Love is sitting in faculty meetings week after week, advocating for a student that all would agree exhibited some challenging behaviors. Love is taking that same student aside day after day, listening intently to their frustrations, letting them know you hear them, having tough conversations about their behavior and what they needed from adults to feel supported and successful at Breakthrough. Love is watching that student’s face light up when they were recognized with a spirit stick before the end of the summer.

Love is truly believing in your students’ success and letting them know it ALL the time. I’m reminded of my second summer teaching with Breakthrough when we surprised our students with a staff song at Celebration.

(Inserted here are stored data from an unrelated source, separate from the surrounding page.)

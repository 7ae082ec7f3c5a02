//! 编解码层接口
//!
//! 解封装、解码、硬件加速服务都属于外部编解码库，这里只定义引擎需要的最小契约。
//! 后端（`CodecBackend`）以显式对象的形式注入管线，不依赖任何全局状态。

use crate::core::{DecoderError, Packet, PixelFormat, RawAudio, Result, StreamInfo, VideoFrame};
use crate::engine::network_source::SourceReader;
use crate::engine::pts_set::HwFrameSink;

/// 单次解码的结果
#[derive(Debug, Clone, Copy, PartialEq, Eq)]
pub enum DecodeStatus {
    /// 输出缓冲已写入一帧
    Frame,
    /// 解码器需要更多数据（例如 B 帧延迟），本次没有输出
    NeedMoreData,
    /// 解码器内部已经没有缓存的帧（只由 `drain` 返回）
    Drained,
}

/// 解封装器：从字节源读取压缩数据包
pub trait Demuxer: Send {
    /// 容器内的全部流
    fn streams(&self) -> &[StreamInfo];

    /// 读取下一个数据包（可能阻塞在网络读取上）
    ///
    /// 返回：
    /// - Ok(Some(packet)): 成功读取一个包
    /// - Ok(None): 到达末尾
    /// - Err(e): 读取错误
    fn read_packet(&mut self) -> Result<Option<Packet>>;

    /// 定位到指定时间（微秒），落在该时间之前最近的关键帧上
    fn seek(&mut self, timestamp_us: i64) -> Result<()>;

    /// 容器报告的总时长（秒）
    fn duration(&self) -> Option<f64>;

    /// 容器格式名称
    fn format_name(&self) -> String;

    /// 容器整体码率（bit/s）
    fn bit_rate(&self) -> u64 {
        0
    }
}

/// 软件视频解码器：同步解码，结果直接写入环形缓冲槽位
pub trait VideoDecoder: Send {
    fn decode(&mut self, packet: &Packet, out: &mut VideoFrame) -> Result<DecodeStatus>;

    /// 输入已经结束：每次取出一帧缓存在解码器内部的帧，全部取完后返回 `Drained`
    ///
    /// 之后需要先 `flush` 才能继续解码。
    fn drain(&mut self, _out: &mut VideoFrame) -> Result<DecodeStatus> {
        Ok(DecodeStatus::Drained)
    }

    fn flush(&mut self);
    fn output_format(&self) -> PixelFormat;
    fn name(&self) -> String;
}

/// 音频解码器：输出原始采样，交给重采样器统一格式
pub trait AudioDecoder: Send {
    fn decode(&mut self, packet: &Packet, out: &mut RawAudio) -> Result<DecodeStatus>;

    /// 同 [`VideoDecoder::drain`]
    fn drain(&mut self, _out: &mut RawAudio) -> Result<DecodeStatus> {
        Ok(DecodeStatus::Drained)
    }

    fn flush(&mut self);
    fn name(&self) -> String;
}

/// 硬件视频解码服务：异步提交 / 完成
///
/// `submit` 只负责把数据包交给加速器（可能因输入队列满而短暂阻塞）；
/// 解码完成后由服务在它自己的执行上下文里调用 [`HwFrameSink::complete_with`]。
pub trait HardwareVideoDecoder: Send {
    fn submit(&mut self, packet: &Packet) -> Result<()>;

    /// 丢弃所有尚未完成的工作（seek 时调用），返回前保证不会再有旧的完成回调
    fn flush(&mut self);

    fn name(&self) -> String;
}

/// 编解码后端
pub trait CodecBackend: Send + Sync {
    fn name(&self) -> String;

    /// 在字节源上打开解封装器并识别媒体格式
    fn open_demuxer(&self, reader: SourceReader) -> Result<Box<dyn Demuxer>>;

    fn open_video_decoder(&self, stream: &StreamInfo) -> Result<Box<dyn VideoDecoder>>;

    fn open_audio_decoder(&self, stream: &StreamInfo) -> Result<Box<dyn AudioDecoder>>;

    /// 是否能用硬件解码该视频流
    fn supports_hw_decoder(&self, _stream: &StreamInfo) -> bool {
        false
    }

    fn open_hw_video_decoder(
        &self,
        stream: &StreamInfo,
        _sink: HwFrameSink,
    ) -> Result<Box<dyn HardwareVideoDecoder>> {
        Err(DecoderError::UnsupportedCodec(format!(
            "{} 不支持硬件解码",
            stream.codec_name
        )))
    }
}
use crate::core::{AudioFrame, DecoderError, RawAudio, Result, SampleFormat};
use log::debug;

/// 音频格式统一：任意采样格式 / 平面布局 / 声道数 → 交错 f32 + 目标声道数
///
/// 只做格式与声道转换，不改变采样率。
pub struct Resampler {
    source_channels: u16,
    target_channels: u16,
    format: SampleFormat,
    planar: bool,
}

impl Resampler {
    /// 源格式已经是交错 f32 且声道数一致时不需要重采样器
    pub fn is_needed(format: SampleFormat, planar: bool, channels: u16, target_channels: u16) -> bool {
        !(format == SampleFormat::F32 && (!planar || channels == 1) && channels == target_channels)
    }

    pub fn new(
        format: SampleFormat,
        planar: bool,
        source_channels: u16,
        target_channels: u16,
    ) -> Result<Self> {
        if source_channels == 0 || target_channels == 0 {
            return Err(DecoderError::ResamplerError(format!(
                "无效的声道配置: {}ch → {}ch",
                source_channels, target_channels
            )));
        }
        debug!(
            "🔧 初始化音频重采样器: {:?}{} {}ch → f32 {}ch",
            format,
            if planar { "(planar)" } else { "" },
            source_channels,
            target_channels
        );
        Ok(Self {
            source_channels,
            target_channels,
            format,
            planar,
        })
    }

    pub fn target_channels(&self) -> u16 {
        self.target_channels
    }

    /// 这块音频的格式和创建时一致
    pub fn accepts(&self, input: &RawAudio) -> bool {
        input.channels == self.source_channels
            && input.format == self.format
            && input.planar == self.planar
    }

    /// 转换一块音频，写入 `out`（复用其内存）
    pub fn run(&mut self, input: &RawAudio, out: &mut AudioFrame) -> Result<()> {
        if !self.accepts(input) {
            return Err(DecoderError::ResamplerError(format!(
                "输入格式在解码过程中发生变化: {:?}/{}ch",
                input.format, input.channels
            )));
        }

        let src = self.source_channels as usize;
        let dst = self.target_channels as usize;
        out.pts = input.pts;
        out.sample_rate = input.sample_rate;
        out.channels = self.target_channels;
        out.data.clear();
        out.data.reserve(input.samples * dst);

        let mut frame = vec![0f32; src];
        for i in 0..input.samples {
            for (ch, value) in frame.iter_mut().enumerate() {
                *value = self.sample(input, ch, i)?;
            }
            Self::mix_into(&frame, dst, &mut out.data);
        }
        Ok(())
    }

    fn sample(&self, input: &RawAudio, ch: usize, i: usize) -> Result<f32> {
        let bps = self.format.bytes_per_sample();
        let (plane, offset) = if self.planar {
            (input.planes.get(ch), i * bps)
        } else {
            (input.planes.first(), (i * self.source_channels as usize + ch) * bps)
        };
        let bytes = plane
            .and_then(|p| p.get(offset..offset + bps))
            .ok_or_else(|| DecoderError::ResamplerError("音频数据长度不足".to_string()))?;
        Ok(match self.format {
            SampleFormat::I16 => i16::from_ne_bytes([bytes[0], bytes[1]]) as f32 / 32768.0,
            SampleFormat::F32 => f32::from_ne_bytes([bytes[0], bytes[1], bytes[2], bytes[3]]),
        })
    }

    // 单声道复制到所有声道；多声道下混时按 (源声道 % 目标声道) 分组求平均
    fn mix_into(frame: &[f32], dst: usize, out: &mut Vec<f32>) {
        let src = frame.len();
        if src == dst {
            out.extend_from_slice(frame);
        } else if src == 1 {
            out.extend(std::iter::repeat(frame[0]).take(dst));
        } else if src < dst {
            out.extend((0..dst).map(|c| frame[c % src]));
        } else {
            for c in 0..dst {
                let (sum, count) = frame
                    .iter()
                    .enumerate()
                    .filter(|(k, _)| k % dst == c)
                    .fold((0f32, 0usize), |(s, n), (_, v)| (s + v, n + 1));
                out.push(sum / count as f32);
            }
        }
    }
}

/// 不需要重采样时直接复制交错 f32 数据
pub fn copy_packed_f32(input: &RawAudio, out: &mut AudioFrame) -> Result<()> {
    let plane = input
        .planes
        .first()
        .ok_or_else(|| DecoderError::DecodeError("音频帧没有数据".to_string()))?;
    let count = input.samples * input.channels as usize;
    if plane.len() < count * 4 {
        return Err(DecoderError::DecodeError("音频数据长度不足".to_string()));
    }
    out.pts = input.pts;
    out.sample_rate = input.sample_rate;
    out.channels = input.channels;
    out.data.clear();
    out.data.extend(
        plane[..count * 4]
            .chunks_exact(4)
            .map(|b| f32::from_ne_bytes([b[0], b[1], b[2], b[3]])),
    );
    Ok(())
}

Through tears in huddled clusters of teaching fellows and students we belted, “When you get older you will be stronger. They’ll call you leaders. Waving your Breakthrough flag!”

When students understand that you genuinely care about their well-being, their thoughts and feelings, their interests, and overall success; they trust you. They understand that you’re a “tough” teacher because you truly believe in their potential to succeed and grow. And they love you more for it.

You could say that Breakthrough is my first love. It is the ruler with which I have measured every subsequent teaching experience. It is a collection of memories and lessons that I carry into my classroom each year. A constant reminder of the community I wish to build and the relationships I desire to forge with students. In closing, if I could revise that old adage I would rewrite it to say, “Because love is in what I do, the work I do each day is worth it.”